Our overriding goal at Phoenicia University is to shape the leaders of tomorrow. The College of Engineering at Phoenicia University is committed to this vision. An engineering leader makes a positive and sustainable difference in the community, the country and, indeed, the world. A natural question in this regard is “what makes an engineer a leader in his/her profession?” There are four "C" principles that are essential to become a leader in the engineering profession: character, competency, communication, and commitment.
Character
Character is a permanent mark that shapes one's behavior and attitude. Integrity is imbedded in the engineering profession. An engineer is expected to exhibit the highest ethical standards of personal and professional integrity because the engineering profession fundamentally touches the lives and influences the well-being of people like no other profession in the world. Character also encompasses interpersonal skills because an engineering leader should have what it takes to lead effectively and efficiently a highly heterogeneous and diverse group of people.
Competency
Obviously, a good engineer should be competent in inventing, designing and building products or services. Technical competency is sustained through life-time learning. Competency is not only restricted to technical skills. It also encompasses a diverse portfolio of knowledge in liberal arts that would turn a regular engineer into a well-rounded engineer.
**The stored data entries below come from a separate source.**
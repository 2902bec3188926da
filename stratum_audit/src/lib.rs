// Copyright 2026 the Stratum Authors
// SPDX-License-Identifier: Apache-2.0 OR MIT

//! Structural invariant auditing for container trees.
//!
//! [`audit`] walks every root of a [`ContainerTree`] through the public API
//! and re-derives what the tree maintains incrementally: parent/child link
//! symmetry, single ownership, dense pre-order indices, and reachability of
//! every live container. A clean tree produces an empty
//! [`AuditReport::violations`] list.
//!
//! The auditor is for tests and debug builds. It trusts nothing the tree
//! caches; every check goes through the public query API.

#![no_std]

extern crate alloc;

// The property tests expand to `format!` calls and need the std prelude
// macros in scope.
#[cfg(test)]
#[macro_use]
extern crate std;

use alloc::vec::Vec;

use stratum_core::container::{ContainerId, ContainerTree};

/// One detected invariant violation.
#[derive(Clone, Copy, Debug, PartialEq, Eq)]
pub enum Violation {
    /// A child's parent link does not point back at the container that
    /// lists it.
    LinkMismatch {
        /// The container listing the child.
        parent: ContainerId,
        /// The child whose back-reference disagrees.
        child: ContainerId,
    },
    /// A container was reached twice, so it is owned by more than one
    /// parent (or a child list cycles).
    DoubleOwned {
        /// The container reached a second time.
        child: ContainerId,
    },
    /// A container's pre-order index disagrees with its position in a
    /// fresh walk of its root's tree.
    PrefixIndexMismatch {
        /// The mis-indexed container.
        node: ContainerId,
        /// Index the walk expected.
        expected: u32,
        /// Index the tree reports.
        actual: u32,
    },
    /// Live containers exist that no root's walk reached.
    Unreachable {
        /// Live containers in the tree.
        live: usize,
        /// Containers reached from the roots.
        reached: usize,
    },
}

/// What one [`audit`] pass found.
#[derive(Debug, Default)]
pub struct AuditReport {
    /// Every violation, in discovery order.
    pub violations: Vec<Violation>,
    /// Containers reached across all roots.
    pub nodes_audited: usize,
    /// Roots walked.
    pub roots_audited: usize,
}

impl AuditReport {
    /// Returns whether the audit found nothing wrong.
    #[must_use]
    pub fn is_clean(&self) -> bool {
        self.violations.is_empty()
    }
}

/// Re-derives the structural invariants of `tree` from scratch.
///
/// Each root's subtree is walked depth-first in stacking order. For every
/// container the walk checks that its recorded pre-order index matches the
/// walk position, and for every listed child that the back-reference points
/// at the lister. A container reached twice is reported and not expanded
/// again, which also makes the walk terminate on a corrupted cyclic child
/// list.
#[must_use]
pub fn audit(tree: &ContainerTree) -> AuditReport {
    let mut report = AuditReport::default();
    let mut visited: Vec<ContainerId> = Vec::new();

    let roots = tree.roots();
    report.roots_audited = roots.len();

    for root in roots {
        let mut expected: u32 = 0;
        let mut stack = alloc::vec![root];
        while let Some(node) = stack.pop() {
            if visited.contains(&node) {
                report.violations.push(Violation::DoubleOwned { child: node });
                continue;
            }
            visited.push(node);

            let actual = tree.prefix_order_index(node);
            if actual != expected {
                report.violations.push(Violation::PrefixIndexMismatch {
                    node,
                    expected,
                    actual,
                });
            }
            expected += 1;

            let children: Vec<ContainerId> = tree.children(node).collect();
            for &child in children.iter().rev() {
                if tree.parent(child) != Some(node) {
                    report
                        .violations
                        .push(Violation::LinkMismatch { parent: node, child });
                }
                stack.push(child);
            }
        }
    }

    report.nodes_audited = visited.len();
    let live = tree.container_count();
    if visited.len() != live {
        report.violations.push(Violation::Unreachable {
            live,
            reached: visited.len(),
        });
    }
    report
}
Another essential trait is emotional intelligence. An engineering leader with high emotional intelligence knows how to alter his/her behavior, and how to shape others' behaviors, with the intent to get the best outcome out of a given situation.
Communication
In today's globalized world, an engineer should have superior communication skills – particularly in the English language because it is, after all, the international language in today's world. An engineer who does not know how to communicate eloquently and persuasively will struggle with being an international leader in the true sense of the word. Communication is not only restricted to mastering a language, but to also being tolerant, appreciative, and receptive to other cultures.
Commitment
The engineer should be a committed professional who is passionate and goes the extra mile in performing his/her job. A committed engineer would never say, "This is not in my job description." A committed engineer is altruistic in terms of time and expertise.